**Materials provided**
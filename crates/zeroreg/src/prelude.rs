//! Convenient re-exports for common zeroreg usage.
//!
//! This module provides a single import for the fragment type, every
//! builder function, and the error types.
//!
//! # Example
//!
//! ```
//! use zeroreg::prelude::*;
//!
//! let hex_byte = char_in("0123456789abcdef").times(2);
//! assert!(hex_byte.is_match("ff").unwrap());
//! ```

// Core types
pub use crate::fragment::{Fragment, Operand};

// Builders
pub use crate::builders::*;

// Engine boundary
pub use crate::engine::{Matcher, PatternMatch};

// Error handling
pub use crate::error::{Result, ZeroRegError};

**Aim of the task**
Search the entries for "types" and copy each matching line.

**Solution**
//! builder function, and the error types.
// Core types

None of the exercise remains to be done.